By laying tight i mean hard up against the skirting and leaving no expansion gap. I dont know the specs when it comes to floating floor maybe they dont expand and contract as much - making an expansion gap irrelevant. With solid floors a 10mm gap is recommended.  
I wast referring to undercutting the entire skirting but i guess its possible if your prepared to put in the time. Basically you run around the perimeter with an off cut of the timber and mark the top of the floor on the skirting. You could then buzz round with a multitool and slice it off. Normally you only do this around door frames so you can lay the board (or part of it) underneath the frame. It gives the impression that the floors run under the frame and you dont need any beading or caulking.

----------


## robjer

righto ta 
bloke reckons this wouldn't work because how the boards lock in they have to be able to fall over flat - skirt gets in the way 
or he could just be being difficult to make his job easier 
this is the sort o product we have bought  Laminate Flooring | Solomons Flooring

----------


## Micky013

No doubt it would be time consuming but not impossible. 
Another option would be to caulk the gap with a similar colour. Provided he trys to lay it as close as he can, this would still look ok? 
You might have no choice but to use a small beading otherwise.

----------


## phild01

Personally I think any of this is futile.  Go with beading or lift the skirtings if you want it to look decent.  I am doing my floor and have lifted the skirtings.  I will likely buy new skirting and pre-finish though I can still use the old ones.

----------


## shauck

> Personally I think any of this is futile.  Go with beading or lift the skirtings if you want it to look decent.  I am doing my floor and have lifted the skirtings.  I will likely buy new skirting and pre-finish though I can still use the old ones.
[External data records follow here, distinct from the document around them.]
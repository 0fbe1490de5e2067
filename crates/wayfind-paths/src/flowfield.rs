//! Flow fields: one backward sweep from a goal, shared by every agent
//! heading there.
//!
//! The sweep relaxes cells from a FIFO queue instead of a priority queue. A
//! cell is re-queued whenever it gets strictly cheaper, so the integration
//! field still settles at the true cost-to-goal; the FIFO order only means
//! some cells are visited more than once.

use std::collections::VecDeque;

use wayfind_core::{Point, Range, Vec2};

use crate::frontier::UNREACHABLE;
use crate::grid::GridGraph;
use crate::modifier::{EdgeModifier, NoModifier};
use crate::traits::{Edge, Graph};

/// Integration costs and flow directions toward a single goal.
#[derive(Debug, Clone, Default)]
pub struct FlowField {
    rng: Range,
    goal: Option<Point>,
    integration: Vec<f32>,
    steps: Vec<Point>,
    queued: Vec<bool>,
    queue: VecDeque<usize>,
    edges: Vec<Edge<Point>>,
    reached: usize,
}

impl FlowField {
    pub fn new() -> Self {
        Self::default()
    }

    /// Compute the field toward `goal` over `grid`.
    pub fn compute(&mut self, grid: &GridGraph, goal: Point) {
        self.compute_with(grid, &NoModifier, goal)
    }

    /// [`compute`](Self::compute) with an edge modifier applied to every
    /// `cell -> toward-goal` step.
    pub fn compute_with<M>(&mut self, grid: &GridGraph, modifier: &M, goal: Point)
    where
        M: EdgeModifier<Point> + ?Sized,
    {
        // Reset, reusing the buffers when the grid size is unchanged.
        self.rng = grid.range();
        let len = grid.len();
        self.integration.clear();
        self.integration.resize(len, UNREACHABLE);
        self.steps.clear();
        self.steps.resize(len, Point::ZERO);
        self.queued.clear();
        self.queued.resize(len, false);
        self.queue.clear();
        self.goal = Some(goal);
        self.reached = 0;

        let Some(gi) = grid.index(goal) else {
            return;
        };
        if !grid.is_walkable(goal) {
            return;
        }
        self.integration[gi] = 0.0;
        self.queue.push_back(gi);
        self.queued[gi] = true;

        let mut edges = std::mem::take(&mut self.edges);

        while let Some(ci) = self.queue.pop_front() {
            self.queued[ci] = false;
            let cp = self.rng.point_at(ci);
            let current = self.integration[ci];

            // Neighbours of `cp` are exactly the cells with an edge into it.
            grid.edges(&cp, &mut edges);
            for e in &edges {
                let n = e.to;
                let Some(mut cost) = grid.move_cost(n, cp) else {
                    continue;
                };
                if !modifier.modify_cost(&n, &cp, &mut cost) || !(cost.is_finite() && cost >= 0.0)
                {
                    continue;
                }
                let Some(ni) = self.rng.index_of(n) else {
                    continue;
                };
                let candidate = current + cost;
                if candidate < self.integration[ni] {
                    self.integration[ni] = candidate;
                    self.steps[ni] = cp - n;
                    if !self.queued[ni] {
                        self.queued[ni] = true;
                        self.queue.push_back(ni);
                    }
                }
            }
        }

        self.edges = edges;
        self.reached = self.integration.iter().filter(|c| c.is_finite()).count();
    }

    /// Goal of the last computation.
    pub fn goal(&self) -> Option<Point> {
        self.goal
    }

    /// Number of cells that can reach the goal.
    pub fn reached_count(&self) -> usize {
        self.reached
    }

    /// Cumulative cost from `p` to the goal; [`UNREACHABLE`] if none.
    pub fn integration(&self, p: Point) -> f32 {
        self.rng
            .index_of(p)
            .and_then(|i| self.integration.get(i).copied())
            .unwrap_or(UNREACHABLE)
    }

    /// Unit vector pointing from `p` toward its next cell on the way to the
    /// goal. Zero at the goal itself, `None` where the goal is unreachable.
    pub fn direction(&self, p: Point) -> Option<Vec2> {
        let i = self.reachable_index(p)?;
        Some(self.steps[i].to_vec2().normalize_or_zero())
    }

    /// The cell an agent at `p` should move to next.
    pub fn next_step(&self, p: Point) -> Option<Point> {
        let i = self.reachable_index(p)?;
        Some(p + self.steps[i])
    }

    /// Trace an agent from `start` to the goal by following the field.
    ///
    /// Gives up after `width * height` steps, which can only happen if ties
    /// produced a cycle.
    pub fn find_path(&self, start: Point) -> Option<Vec<Point>> {
        let goal = self.goal?;
        self.reachable_index(start)?;
        let limit = self.rng.len();
        let mut path = vec![start];
        let mut cur = start;
        while cur != goal {
            if path.len() > limit {
                return None;
            }
            let dir = self.direction(cur)?;
            let next = cur + dir.round_to_point();
            if next == cur {
                return None;
            }
            path.push(next);
            cur = next;
        }
        Some(path)
    }

    fn reachable_index(&self, p: Point) -> Option<usize> {
        let i = self.rng.index_of(p)?;
        self.integration
            .get(i)
            .is_some_and(|c| c.is_finite())
            .then_some(i)
    }
}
  Totally agree. Especially with removing the skirting. If you've just painted, then any touch ups from removal of skirt will not be noticable anyway. It seems like more work but really, you would make the floor laying job that much simpler and a much nicer end result. The guy is not making excuses.

----------


## robjer

fair enough thanks guys 
what's the best way to remove a skirting from gyproc? 
ta

----------


## phild01

> fair enough thanks guys 
> what's the best way to remove a skirting from gyproc? 
> ta

  
With care!  It's a bit of a strategy so look at the paint where wall intersects with skirting.  Likely to be a painted bond which needs breaking.  Score well to separate.  Any errors here will likely be covered by the new height of the skirting over new floor.  You need to look at the skirting where it should overlap the next walls skirting.  Look at each corner and decide which one is best to start at.  One may be more loose than another or maybe an area of least visual concern.  With a sharp broad chisel and a piece of backing like ply, see if you can start gently lifting the skirting away from the wall, making sure you protect the wall lining with the piece of backing you have.  The trick is to get it started.  Usually the timber will come free with the nails but it may get messy if liquid nails was also used (bad practice).
When placing skirting back on, I angle grind the skirting nails flush and use new nails (banging the nails out damages the skirting surface).  Keep in mind new skirting height when re-nailing or try and locate each stud.
Beading is normally done because it is much easier, but I think what you want is worth it.

----------


## ringtail

Yep, pull the skirts for sure. I'd start at an external corner if possible and as has been mentioned, score the paint line.

----------


## robjer

ta all 
just went and bought a wide-bladed chisel  .... passed the point of no return 
*gulp*

----------


## Gaza

Cut top with knife first   
Sent from my iPad using Tapatalk

----------


## shauck

If they were installed properly, the internal corners will have one skirt (should be the longest wall or the wall that you face as you walk into the room) that is square cut to the length of the wall and the next one that is scribed to the first. This may continue around the room, for all internal corners. Removing this without damaging the scribed bit may well prove impossible. You will have to score the paint around the scribed bit to make sure it doesn't break off and when you pull that board out be careful not to break that tip off by knocking it. I was taught to start removing trim in the centre of the piece and work towards the edges. Don't use a good chisel. Be prepared to replace some.

----------


## robjer

so we're all busy people .... i called a guy and he and his son removed the skirtings ... they appear to have not followed the procedures outlined here ... but not to worry 
see attached pics ... floor is down but skirtings yet to be returned 
thanks all

----------


## SlowMick

nice looking floor.  what type is it?  you'll alos be really happy you popped the skirts.  :2thumbsup:

----------


## robjer

it's called "Trendline 6" from Solomons 
rustic shack look ... its a laminate

----------


## SlowMick

Cheers bloke.

----------


## robjer

skirtings going on today ...  
more detes about the floor - it is a floating board about 9mm deep with each piece locked into the pieces around it by a "N" kind of side profile 
base below the laminate looks to be craftwood or similar (am i showing my age?) 
they put down an acoustic dampening underlay beneath it that gives it a bit of a soft feel and reduces echo

----------